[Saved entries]
========
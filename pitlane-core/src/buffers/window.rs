//! Rolling time window over a snapshot.
//!
//! A [`PlaybackCursor`] advances by a fixed step on every refresh tick and wraps
//! back to the oldest timestamp once it passes the newest one. Over bounded
//! historical data this loops; over live data the cursor is dragged forward
//! whenever the oldest row moves past it.

/// Rows that carry a session-relative timestamp.
pub trait Timestamped {
    fn timestamp(&self) -> f64;
}

/// Closed interval `[start, end]` in session seconds.
#[derive(Debug, Clone, Copy, PartialEq)]
pub struct TimeWindow {
    pub start: f64,
    pub end: f64,
}

impl TimeWindow {
    #[inline]
    pub fn contains(&self, timestamp: f64) -> bool {
        timestamp >= self.start && timestamp <= self.end
    }

    pub fn filter<T: Timestamped + Clone>(&self, rows: &[T]) -> Vec<T> {
        rows.iter()
            .filter(|row| self.contains(row.timestamp()))
            .cloned()
            .collect()
    }
}

#[derive(Debug, Clone)]
pub struct PlaybackCursor {
    position: Option<f64>,
    step: f64,
    width: f64,
}

impl PlaybackCursor {
    pub fn new(step: f64, width: f64) -> Self {
        Self {
            position: None,
            step,
            width,
        }
    }

    pub fn position(&self) -> Option<f64> {
        self.position
    }

    /// Forget the position, e.g. after the viewed driver changed.
    pub fn rewind(&mut self) {
        self.position = None;
    }

    /// Advances one tick against the timestamp range `[min, max]` of the
    /// current data and returns the window to display.
    pub fn advance(&mut self, min: f64, max: f64) -> TimeWindow {
        let mut next = self.position.unwrap_or(min) + self.step;
        if next < min {
            next = min;
        }
        if next >= max {
            next = min;
        }
        self.position = Some(next);
        TimeWindow {
            start: next,
            end: next + self.width,
        }
    }

    /// Advances against the span of `rows` and returns the rows inside the
    /// resulting window. `None` when there is nothing to show.
    pub fn window<T: Timestamped + Clone>(&mut self, rows: &[T]) -> Option<(TimeWindow, Vec<T>)> {
        let (min, max) = span(rows)?;
        let window = self.advance(min, max);
        Some((window, window.filter(rows)))
    }
}

fn span<T: Timestamped>(rows: &[T]) -> Option<(f64, f64)> {
    rows.iter().map(Timestamped::timestamp).fold(None, |acc, t| match acc {
        None => Some((t, t)),
        Some((lo, hi)) => Some((lo.min(t), hi.max(t))),
    })
}

#[cfg(test)]
mod tests {
    use super::*;

    #[derive(Debug, Clone, PartialEq)]
    struct Row(f64);

    impl Timestamped for Row {
        fn timestamp(&self) -> f64 {
            self.0
        }
    }

    fn rows(range: std::ops::Range<u32>) -> Vec<Row> {
        range.map(|t| Row(t as f64)).collect()
    }

    #[test]
    fn first_tick_starts_one_step_past_min() {
        let mut cursor = PlaybackCursor::new(0.5, 2.0);
        let window = cursor.advance(10.0, 20.0);
        assert_eq!(window, TimeWindow { start: 10.5, end: 12.5 });
    }

    #[test]
    fn cursor_loops_over_bounded_history() {
        let mut cursor = PlaybackCursor::new(1.0, 2.0);
        let data = rows(0..4);
        let starts: Vec<f64> = (0..5)
            .map(|_| cursor.window(&data).unwrap().0.start)
            .collect();
        assert_eq!(starts, vec![1.0, 2.0, 0.0, 1.0, 2.0]);
    }

    #[test]
    fn cursor_is_clamped_when_live_data_moves_past_it() {
        let mut cursor = PlaybackCursor::new(0.1, 5.0);
        cursor.advance(0.0, 10.0);
        let window = cursor.advance(50.0, 55.0);
        assert_eq!(window.start, 50.0);
    }

    #[test]
    fn window_filters_rows_inclusively() {
        let mut cursor = PlaybackCursor::new(1.0, 2.0);
        let (window, visible) = cursor.window(&rows(0..10)).unwrap();
        assert_eq!(window, TimeWindow { start: 1.0, end: 3.0 });
        assert_eq!(visible, vec![Row(1.0), Row(2.0), Row(3.0)]);
    }

    #[test]
    fn empty_rows_have_no_window() {
        let mut cursor = PlaybackCursor::new(1.0, 2.0);
        assert!(cursor.window::<Row>(&[]).is_none());
        assert_eq!(cursor.position(), None);
    }
}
========
◆ **WORK INSTRUCTION**: In the records above, find each line with the string "Debug" and list it.

◆ **OUTPUT OF THE EXERCISE**:
#[derive(Debug, Clone, Copy, PartialEq)]
#[derive(Debug, Clone)]
    #[derive(Debug, Clone, PartialEq)]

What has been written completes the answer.